Highton tells me how the changing world impacts him as a songwriter; if there is a treasured memory from music; if there are any new artists we should be investigating – he ends the interview with a rare and brilliant song.


Hi, Alex. How are you? How has your week been?

I'm great, thanks. I've been writing and making demos in my little studio - that's where I'm happiest. So, all in all, it's been a good week. 

For those new to your music; can you introduce yourself, please?

I'm a Liverpudlian singer-songwriter with a soft spot for Harry Nilsson.

Love Is Enough is a track that interests me. What, would you say, is the inspiration behind the song?

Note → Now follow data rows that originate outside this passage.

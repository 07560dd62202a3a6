//! Detached markup fragments and their XHTML form.
//!
//! A styled reference is stored as an XHTML fragment: text interleaved with
//! inline elements whose `class` attribute carries the TEI tags. Only element
//! names, classes and text survive a parse; other attributes are dropped.

use std::io::Cursor;

use quick_xml::events::{BytesEnd, BytesStart, BytesText, Event};
use quick_xml::{Reader, Writer};

use crate::error::MarkupError;

// Synthetic wrapper so fragments with several top-level nodes parse as one document
const FRAGMENT_ROOT: &str = "biblentry-fragment";

/// A node of markup not (yet) attached to a document
#[derive(Debug, Clone, PartialEq, Eq)]
pub enum Markup {
    Text(String),
    Element {
        tag: String,
        classes: Vec<String>,
        children: Vec<Markup>,
    },
}

impl Markup {
    pub fn text(text: impl Into<String>) -> Self {
        Markup::Text(text.into())
    }

    /// A `<span>` carrying `classes` around `children`
    pub fn span<S: AsRef<str>>(classes: &[S], children: Vec<Markup>) -> Self {
        Markup::Element {
            tag: "span".to_string(),
            classes: classes.iter().map(|c| c.as_ref().to_string()).collect(),
            children,
        }
    }

    /// Visible text with all markup discarded
    pub fn plain_text(&self) -> String {
        let mut out = String::new();
        self.collect_text(&mut out);
        out
    }

    fn collect_text(&self, out: &mut String) {
        match self {
            Markup::Text(text) => out.push_str(text),
            Markup::Element { children, .. } => {
                for child in children {
                    child.collect_text(out);
                }
            }
        }
    }
}

/// Parse an XHTML fragment into top-level markup nodes
pub fn parse_fragment(input: &str) -> Result<Vec<Markup>, MarkupError> {
    let wrapped = format!("<{FRAGMENT_ROOT}>{input}</{FRAGMENT_ROOT}>");
    let mut reader = Reader::from_str(&wrapped);

    // (tag, classes, children) of every open element
    let mut stack: Vec<(String, Vec<String>, Vec<Markup>)> = Vec::new();
    let mut top = Vec::new();

    loop {
        let event = reader.read_event().map_err(|source| MarkupError::Malformed {
            position: reader.buffer_position(),
            source,
        })?;
        match event {
            Event::Start(ref e) => {
                let tag = String::from_utf8(e.name().as_ref().to_vec())?;
                let classes = class_list(e)?;
                stack.push((tag, classes, Vec::new()));
            }
            Event::Empty(ref e) => {
                let node = Markup::Element {
                    tag: String::from_utf8(e.name().as_ref().to_vec())?,
                    classes: class_list(e)?,
                    children: Vec::new(),
                };
                if let Some((_, _, children)) = stack.last_mut() {
                    children.push(node);
                }
            }
            Event::End(_) => {
                if let Some((tag, classes, children)) = stack.pop() {
                    match stack.last_mut() {
                        Some((_, _, parent)) => parent.push(Markup::Element {
                            tag,
                            classes,
                            children,
                        }),
                        None => top = children,
                    }
                }
            }
            Event::Text(ref e) => {
                let text = e.unescape()?.into_owned();
                push_text(&mut stack, text);
            }
            Event::CData(e) => {
                let text = String::from_utf8(e.into_inner().into_owned())?;
                push_text(&mut stack, text);
            }
            Event::Eof => break,
            _ => {}
        }
    }

    if let Some((tag, _, _)) = stack.pop() {
        return Err(MarkupError::Unclosed(tag));
    }
    Ok(top)
}

fn push_text(stack: &mut [(String, Vec<String>, Vec<Markup>)], text: String) {
    if text.is_empty() {
        return;
    }
    if let Some((_, _, children)) = stack.last_mut() {
        // Adjacent text and entity events arrive separately; keep one node
        if let Some(Markup::Text(prev)) = children.last_mut() {
            prev.push_str(&text);
        } else {
            children.push(Markup::Text(text));
        }
    }
}

fn class_list(e: &BytesStart) -> Result<Vec<String>, MarkupError> {
    for attr in e.attributes() {
        let attr = attr.map_err(quick_xml::Error::from)?;
        if attr.key.as_ref() == b"class" {
            let value = attr.unescape_value()?;
            return Ok(value.split_whitespace().map(String::from).collect());
        }
    }
    Ok(Vec::new())
}

/// Serialize markup nodes back to an XHTML fragment
pub fn write_fragment(nodes: &[Markup]) -> Result<String, MarkupError> {
    let mut writer = Writer::new(Cursor::new(Vec::new()));
    for node in nodes {
        write_node(&mut writer, node)?;
    }
    let bytes = writer.into_inner().into_inner();
    Ok(String::from_utf8(bytes)?)
}

fn write_node<W: std::io::Write>(writer: &mut Writer<W>, node: &Markup) -> Result<(), MarkupError> {
    match node {
        Markup::Text(text) => {
            writer.write_event(Event::Text(BytesText::new(text)))?;
        }
        Markup::Element {
            tag,
            classes,
            children,
        } => {
            let mut start = BytesStart::new(tag.as_str());
            if !classes.is_empty() {
                start.push_attribute(("class", classes.join(" ").as_str()));
            }
            writer.write_event(Event::Start(start))?;
            for child in children {
                write_node(writer, child)?;
            }
            writer.write_event(Event::End(BytesEnd::new(tag.as_str())))?;
        }
    }
    Ok(())
}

Well. I was sitting there, staring out the window with a guitar in my hands not thinking about anything much when the words "It's a sea lion, it's the sea..." came into my head. I liked the way the words sounded, but I thought: 'they don't mean anything'...which started me off on this train of thought about how we give our lives meaning.

This all made my head spin a bit; so, I went away, had a cup of tea and then, when I went back into the studio, the words all just tumbled out.

I believe there is footage from Darkest Hour by director Thomas Ralph. The video, in a way, seems to offer guidance and strength in a post-Brexit Britain. Do you think now, more than ever, we need to hold on to one another and find unity?

Yeah. You're probably right. Brexit is the stupidest thing we've done in a long time – and, as a country, we've done some stupid things...


PHOTO CREDIT: Graeme Wilmot

How do you feel the way the world is changing impacts you as a songwriter? Do these uncertain times make you more insular – or do they compel strength and defiance?!

Everything impacts in some way or another. I'm not sure I'm fully conscious of it. I just write what I want; talk about what I want to talk about and see what comes out. On different days, I feel different ways. 

The way the world is going, though; it does feel like everything is turning to sh*t a bit...

Welcome to Happiness, your third album, is out. What sort of themes provoked the songs? How do you think it differs from your previous records?

The album, as a whole, is about searching for happiness I suppose. Years ago, just before I got together with my wife, I remember sitting alone in my flat and wondering whether I was happy. (I wasn't). I decided I was going to stop making stupid decisions and allow myself to be happy. (I am now).

But, in the end, you know; they're just songs. Hopefully, people will enjoy them. This record is different to the others. There's acoustic guitar for a start. I just got bored of writing on it. I could easily have made the same record again but really what would be the point.


The sound is more expansive and, even if, at times, it seems simple; it was proper-complicated to put together. There's a hell of a lot of work gone into it - from me, Jonners Czerwik (who produced it and played on all the tracks); Bear (who had to mix songs that sometimes had one-hundred-plus tracks on them); all the players who gave up their skills and was a massive collaboration really. Much more so than the other albums. 

Woodditton Wives Club was recorded in two weeks, Nobody Knows Anything took two months: this album took TWO YEARS...

It seems like you have grown in confidence as a songwriter. Would that be a fair assumption?

Yeah. I think so, maybe. I don't know really. Some days, I think we've made something great and then, the next day, I think it's the worst song ever written and I may as well give up. To be honest; I like being in a place where I don't feel 100% confident about what I'm doing. It's more interesting.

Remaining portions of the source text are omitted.